Collected data entries:
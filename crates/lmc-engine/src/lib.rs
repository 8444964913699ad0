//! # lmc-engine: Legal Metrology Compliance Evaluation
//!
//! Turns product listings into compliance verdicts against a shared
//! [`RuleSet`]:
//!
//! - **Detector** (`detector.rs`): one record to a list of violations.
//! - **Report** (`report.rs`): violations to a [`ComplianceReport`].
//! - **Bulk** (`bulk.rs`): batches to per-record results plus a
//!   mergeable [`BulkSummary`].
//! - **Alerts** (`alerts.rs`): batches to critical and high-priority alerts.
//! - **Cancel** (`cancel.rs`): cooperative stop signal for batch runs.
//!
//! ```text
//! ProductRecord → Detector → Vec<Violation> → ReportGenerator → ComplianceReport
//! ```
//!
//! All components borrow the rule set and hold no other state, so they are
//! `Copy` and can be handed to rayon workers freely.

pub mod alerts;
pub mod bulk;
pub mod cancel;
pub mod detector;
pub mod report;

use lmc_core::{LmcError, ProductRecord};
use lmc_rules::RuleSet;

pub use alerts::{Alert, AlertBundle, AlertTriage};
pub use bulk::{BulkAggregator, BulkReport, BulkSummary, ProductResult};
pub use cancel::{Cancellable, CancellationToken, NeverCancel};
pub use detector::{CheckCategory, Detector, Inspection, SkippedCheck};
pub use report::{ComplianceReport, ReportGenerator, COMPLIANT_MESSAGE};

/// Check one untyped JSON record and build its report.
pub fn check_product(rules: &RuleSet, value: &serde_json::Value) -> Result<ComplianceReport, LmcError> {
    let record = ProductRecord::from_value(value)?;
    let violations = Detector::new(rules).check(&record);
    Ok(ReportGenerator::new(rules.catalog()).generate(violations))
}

PROBLEM TO WORK ON -
Find the lines in the data that include "value", then copy each of them.

ANSWER FOR THIS EXERCISE -
pub fn check_product(rules: &RuleSet, value: &serde_json::Value) -> Result<ComplianceReport, LmcError> {
    let record = ProductRecord::from_value(value)?;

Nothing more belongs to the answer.